Ты предъявляешь мне претензии. Ты выстраиваешь своих солдат против малознакомой мне армии, за которой стою я. Перед которой стою я. Одна. Ты читаешь воспоминания политических деятелей, ты просматриваешь трактаты по истории. Ты не ищешь ответов. Тебе они не нужны. Ты один на один со мной. По разные стороны баррикад. Тебя не интересует то, что баррикады были построены не народом, что за народ вступались дворяне, что у народа просто не спросили, потому что привыкли не спрашивать, потому что решили, что народу плохо, что он – страдает, что его нужно спасать, что с ним надо что-то делать. Народу было тяжело, может быть, но он не знал другой жизни. И вообще, что такое народ? Где ты видел народ? На картинах Матисса, которыми была оклеена твоя кровать? На репродукциях Редона, которого ты так любил, в фильме "Двадцатый век",  который ты смотрел в Киноцентре, а когда фильм кончился, в репродуктор объявили, что уличные бои прекратились? Что ты знаешь о народе? Мать, которая говорит в камеру, что она будет гордиться сыном-террористом и сама пошлет его на смерть, какая это мать? Прости, но это напоминает мне анекдот, в котором родители рассуждают, что легче – отмыть ребенка, который упал в котел с дегтем или родить нового....

- До чего нужно довести народ.....
Ты зеваешь, тебе скучно от моего молчания. Ты думал, что через столько лет я научусь спорить с пеной у рта. Так ведь интереснее, вносит колорит в обыденную жизнь, в которой ничего не происходит.

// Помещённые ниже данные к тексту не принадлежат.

impl FieldHandler for BooleanHandler {
    fn initialize_storage(&self, capacity: u32) -> ColumnStorage {
        ColumnStorage::Bytes(BytesColumn::new(1, capacity))
    }

    fn set_value(&self, column: &ColumnStorage, entity_id: u32, value: &FieldValue, _entities: &EntityBuffer) {
        if let FieldValue::Boolean(b) = value {
            as_bytes(column).slot(entity_id)[0] = *b as u8;
        }
    }

    fn get_value(&self, column: &ColumnStorage, entity_id: u32, _entities: &EntityBuffer) -> FieldValue {
        FieldValue::Boolean(as_bytes(column).slot(entity_id)[0] != 0)
    }

    fn default_value(&self) -> FieldValue {
        self.default.clone().unwrap_or(FieldValue::Boolean(false))
    }
}

// ---------------------------------------------------------------------------
// String / Binary
// ---------------------------------------------------------------------------

struct StringHandler {
    max_length: u32,
    binary: bool,
    default: Option<FieldValue>,
}

fn write_length_prefixed(slot: &mut [u8], max_length: u32, bytes: &[u8]) {
    let len = bytes.len().min(max_length as usize);
    slot[..4].copy_from_slice(&(len as u32).to_le_bytes());
    slot[4..].fill(0);
    slot[4..4 + len].copy_from_slice(&bytes[..len]);
}

fn read_length_prefixed(slot: &[u8]) -> Vec<u8> {
    let len = u32::from_le_bytes(slot[..4].try_into().unwrap()) as usize;
    let len = len.min(slot.len() - 4);
    slot[4..4 + len].to_vec()
}

impl FieldHandler for StringHandler {
    fn initialize_storage(&self, capacity: u32) -> ColumnStorage {
        ColumnStorage::Bytes(BytesColumn::new(4 + self.max_length as usize, capacity))
    }

    fn set_value(&self, column: &ColumnStorage, entity_id: u32, value: &FieldValue, _entities: &EntityBuffer) {
        let bytes: Vec<u8> = match value {
            FieldValue::Str(s) => s.as_bytes().to_vec(),
            FieldValue::Bytes(b) => b.clone(),
            _ => return,
        };
        write_length_prefixed(as_bytes(column).slot(entity_id), self.max_length, &bytes);
    }

    fn get_value(&self, column: &ColumnStorage, entity_id: u32, _entities: &EntityBuffer) -> FieldValue {
        let bytes = read_length_prefixed(as_bytes(column).slot(entity_id));
        if self.binary {
            FieldValue::Bytes(bytes)
        } else {
            FieldValue::Str(String::from_utf8_lossy(&bytes).into_owned())
        }
    }

    fn default_value(&self) -> FieldValue {
        self.default.clone().unwrap_or_else(|| {
            if self.binary {
                FieldValue::Bytes(Vec::new())
            } else {
                FieldValue::Str(String::new())
            }
        })
    }
}

// ---------------------------------------------------------------------------
// Enum
// ---------------------------------------------------------------------------

struct EnumHandler {
    values: Vec<String>,
    default: Option<FieldValue>,
}

impl FieldHandler for EnumHandler {
    fn initialize_storage(&self, capacity: u32) -> ColumnStorage {
        ColumnStorage::Bytes(BytesColumn::new(2, capacity))
    }

    fn set_value(&self, column: &ColumnStorage, entity_id: u32, value: &FieldValue, _entities: &EntityBuffer) {
        let FieldValue::Enum(name) = value else {
            return;
        };
        // Unknown values are ignored (ยง4.3): the column keeps its prior value.
        if let Ok(idx) = self.values.binary_search(name) {
            as_bytes(column)
                .slot(entity_id)
                .copy_from_slice(&(idx as u16).to_le_bytes());
        }
    }

    fn get_value(&self, column: &ColumnStorage, entity_id: u32, _entities: &EntityBuffer) -> FieldValue {
        let slot = as_bytes(column).slot(entity_id);
        let idx = u16::from_le_bytes(slot.try_into().unwrap()) as usize;
        let name = self
            .values
            .get(idx)
            .cloned()
            .unwrap_or_else(|| self.values.first().cloned().unwrap_or_default());
        FieldValue::Enum(name)
    }

    fn default_value(&self) -> FieldValue {
        self.default
            .clone()
            .unwrap_or_else(|| FieldValue::Enum(self.values.first().cloned().unwrap_or_default()))
    }
}

// ---------------------------------------------------------------------------
// Array / Tuple
// ---------------------------------------------------------------------------

struct ArrayHandler {
    element: FieldKind,
    max_length: u32,
    stride: usize,
}

impl FieldHandler for ArrayHandler {
    fn initialize_storage(&self, capacity: u32) -> ColumnStorage {
        ColumnStorage::Bytes(BytesColumn::new(align8(4 + self.max_length as usize * self.stride), capacity))
    }

    fn set_value(&self, column: &ColumnStorage, entity_id: u32, value: &FieldValue, _entities: &EntityBuffer) {
        let FieldValue::Array(items) = value else {
            return;
        };
        let count = items.len().min(self.max_length as usize);
        let slot = as_bytes(column).slot(entity_id);
        slot[4..].fill(0);
        slot[..4].copy_from_slice(&(count as u32).to_le_bytes());
        for (i, item) in items.iter().take(count).enumerate() {
            let elem_slot = &mut slot[4 + i * self.stride..4 + (i + 1) * self.stride];
            write_element(&self.element, elem_slot, item);
        }
    }

    fn get_value(&self, column: &ColumnStorage, entity_id: u32, _entities: &EntityBuffer) -> FieldValue {
        let slot = as_bytes(column).slot(entity_id);
        let count = u32::from_le_bytes(slot[..4].try_into().unwrap()) as usize;
        let count = count.min(self.max_length as usize);
        let mut out = Vec::with_capacity(count);
        for i in 0..count {
            let elem_slot = &slot[4 + i * self.stride..4 + (i + 1) * self.stride];
            out.push(read_element(&self.element, elem_slot));
        }
        FieldValue::Array(out)
    }

    fn default_value(&self) -> FieldValue {
        FieldValue::Array(Vec::new())
    }
}

struct TupleHandler {
    element: FieldKind,
    length: u32,
    stride: usize,
}

impl FieldHandler for TupleHandler {
    fn initialize_storage(&self, capacity: u32) -> ColumnStorage {
        ColumnStorage::Bytes(BytesColumn::new(align8(self.length as usize * self.stride), capacity))
    }

    fn set_value(&self, column: &ColumnStorage, entity_id: u32, value: &FieldValue, _entities: &EntityBuffer) {
        let FieldValue::Tuple(items) = value else {
            return;
        };
        let slot = as_bytes(column).slot(entity_id);
        for (i, item) in items.iter().take(self.length as usize).enumerate() {
            let elem_slot = &mut slot[i * self.stride..(i + 1) * self.stride];
            write_element(&self.element, elem_slot, item);
        }
    }

    fn get_value(&self, column: &ColumnStorage, entity_id: u32, _entities: &EntityBuffer) -> FieldValue {
        let slot = as_bytes(column).slot(entity_id);
        let mut out = Vec::with_capacity(self.length as usize);
        for i in 0..self.length as usize {
            let elem_slot = &slot[i * self.stride..(i + 1) * self.stride];
            out.push(read_element(&self.element, elem_slot));
        }
        FieldValue::Tuple(out)
    }

    fn default_value(&self) -> FieldValue {
        FieldValue::Tuple((0..self.length).map(|_| default_element(&self.element)).collect())
    }
}

/// Encode one array/tuple element directly into its slot. Elements are
/// restricted to the non-nested, non-`Ref` kinds (ยง3): numbers, booleans,
/// strings, binary blobs, and enums.
fn write_element(kind: &FieldKind, slot: &mut [u8], value: &FieldValue) {
    match (kind, value) {
        (FieldKind::Number(n), FieldValue::Number(v)) => write_number(slot, *n, *v),
        (FieldKind::Boolean, FieldValue::Boolean(b)) => slot[0] = *b as u8,
        (FieldKind::String { max_length }, FieldValue::Str(s)) => {
            write_length_prefixed(slot, *max_length, s.as_bytes())
        }
        (FieldKind::Binary { max_length }, FieldValue::Bytes(b)) => write_length_prefixed(slot, *max_length, b),
        (FieldKind::Enum { values }, FieldValue::Enum(name)) => {
            if let Ok(idx) = values.binary_search(name) {
                slot.copy_from_slice(&(idx as u16).to_le_bytes());
            }
        }
        _ => {}
    }
}

fn read_element(kind: &FieldKind, slot: &[u8]) -> FieldValue {
    match kind {
        FieldKind::Number(n) => FieldValue::Number(read_number(slot, *n)),
        FieldKind::Boolean => FieldValue::Boolean(slot[0] != 0),
        FieldKind::String { .. } => FieldValue::Str(String::from_utf8_lossy(&read_length_prefixed(slot)).into_owned()),
        FieldKind::Binary { .. } => FieldValue::Bytes(read_length_prefixed(slot)),
        FieldKind::Enum { values } => {
            let idx = u16::from_le_bytes(slot.try_into().unwrap()) as usize;
            FieldValue::Enum(values.get(idx).cloned().unwrap_or_else(|| values.first().cloned().unwrap_or_default()))
        }
        FieldKind::Array { .. } | FieldKind::Tuple { .. } | FieldKind::Ref => {
            panic!("nested array/tuple/ref elements are not supported")
        }
    }
}

fn default_element(kind: &FieldKind) -> FieldValue {
    match kind {
        FieldKind::Number(n) => FieldValue::Number(zero_number(*n)),
        FieldKind::Boolean => FieldValue::Boolean(false),
        FieldKind::String { .. } => FieldValue::Str(String::new()),
        FieldKind::Binary { .. } => FieldValue::Bytes(Vec::new()),
        FieldKind::Enum { values } => FieldValue::Enum(values.first().cloned().unwrap_or_default()),
        FieldKind::Array { .. } | FieldKind::Tuple { .. } | FieldKind::Ref => {
            panic!("nested array/tuple/ref elements are not supported")
        }
    }
}

// ---------------------------------------------------------------------------
// Ref
// ---------------------------------------------------------------------------

struct RefHandler;

fn as_ref_column(column: &ColumnStorage) -> &RefColumn {
    match column {
        ColumnStorage::Ref(r) => r,
        ColumnStorage::Bytes(_) => panic!("expected a ref column, found a byte column"),
    }
}

impl FieldHandler for RefHandler {
    fn initialize_storage(&self, capacity: u32) -> ColumnStorage {
        ColumnStorage::Ref(RefColumn::new(capacity))
    }

    fn set_value(&self, column: &ColumnStorage, entity_id: u32, value: &FieldValue, entities: &EntityBuffer) {
        let FieldValue::Ref(target) = value else {
            return;
        };
        let word = match target {
            Some(id) => pack_ref(*id, entities.generation(*id)),
            None => NULL_REF,
        };
        as_ref_column(column).words[entity_id as usize].store(word, Ordering::Release);
    }

    fn get_value(&self, column: &ColumnStorage, entity_id: u32, entities: &EntityBuffer) -> FieldValue {
        let cell = &as_ref_column(column).words[entity_id as usize];
        let word = cell.load(Ordering::Acquire);
        if word == NULL_REF {
            return FieldValue::Ref(None);
        }
        let (target, generation) = unpack_ref(word);
        if entities.has(target) && entities.generation(target) == generation {
            FieldValue::Ref(Some(target))
        } else {
            // Lazily self-nullify the stale reference (ยง3 Refs).
            cell.store(NULL_REF, Ordering::Release);
            FieldValue::Ref(None)
        }
    }

    fn default_value(&self) -> FieldValue {
        FieldValue::Ref(None)
    }
}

Но ты мне рад. Ты только вернулся, а я прилетела сегодня. Jethro Tull. Ты стоишь с друзьями, которым не нужно представлять меня, когда я кладу руку тебе на плечо. Я замечаю, как мы повзрослели. Все.
- Ты?
Ты удивлен мне. Ты же знаешь, что я не живу здесь. А я знала, что ты будешь именно на этом концерте. Я уверяю себя, что мне все равно, что я просто искала знакомые лица и уже немало нашла, что я просто в очередной раз вышла в фойе. Но меня бьет дрожь, которую я не могу унять.
- Мне нужно идти.
- У тебя есть телефон здесь?
- Нет. Я буду в разных местах.
- Возьми мой.
Я не могу стоять, со мной никогда не было такого. Ведь ничего не случилось, просто я вышла в фойе и увидела тебя. Точно так же было много лет назад, когда ты должен был придти после трехлетней разлуки, за время которой мы выросли в подростков, и мы столкнулись в дверях, ты прошел и сел на парту, в руках ты держал шапку из рыжего кролика. Старую шапку. Отпусти меня. Сейчас мне нужно идти. "Тогда" кончилось много лет назад. Я не знаю, почему я не могу унять дрожь. Это всё рейс, я ведь только что прилетела. Я пойду.
- Ок, я позвоню.
- Запомни номер.
- Мне нужно идти.
- Запомни: 6588.
- Хорошо. Я запомнила. Я пойду.

Возьми трубку, я наконец-то смогу объяснить тебе, что народ, которому "не дают", берет сам. Только берет всегда кто-то один. Тредиаковский сбежал из дома, из народа, чтобы стать кем-то, Ломоносов шел из Архангельска пешком, чтобы выйти из народа, Горький из народа вышел и снова вошел в "народ", только то был уже совсем другой народ. О чем ты? Разве ты не знаешь, что материнский инстинкт превыше всего. Посмотри на свою маму – она не может отдать тебя ни одной из женшин, с которыми ты мог бы связать свою жизнь, а они отдают своих детей навсегда, чтобы знать, что они погибли за идею. Возьми трубку, наконец, возьми трубку, ты в безопасности, разделительная стена уже почти достроена, тебе нечего бояться, это всего лишь я.